Methods: A netnography-based mixed-method content analysis was conducted using publicly accessible Hungarian online discussions collected between August 2020 and August 2023. A total of 5,174 relevant comments were identified via structured keyword searches on SentiOne. Comments were coded using the Giles et al. framework, supplemented by classification of commenter identity, medication type, healthcare area, and ATC codes. A grounded theory-informed qualitative follow-up was applied to the dominant domains.
Result: The framework was applicable but unevenly distributed. Access to services (64.1%) and Communication (32.3%) dominated. Discussions were led predominantly by patients (90%), with minimal input from relatives (5.1%) and healthcare professionals (0.5%). Prescription medications were most discussed (61.6%), with gynecology, internal medicine, and gastroenterology as primary areas; ATC groups G and A were most referenced. Qualitative analysis revealed systematic barriers including long waiting times, dismissive clinical encounters, and insufficient medication counseling, driving patients toward online communities for peer support.

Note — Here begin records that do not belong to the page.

//! liquidfab Render Library
//!
//! Renderer abstraction and an SVG implementation that turns a button frame
//! into a standalone document.

mod renderer;
mod svg;

pub use renderer::{RenderContext, RenderResult, Renderer, RendererError};
pub use svg::SvgRenderer;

Conclusion: Netnography is a valid, scalable method for capturing real-world patient safety signals and the Giles et al. framework is applicable in the Hungarian context, though with uneven distribution reflecting local systemic challenges. Medication safety initiatives should prioritize access and patient-professional communication. Pharmacists' underutilized advisory role and patients' limited self-reflection on their safety responsibilities represent key areas for intervention.
Funding: The study was conducted as part of a PhD research.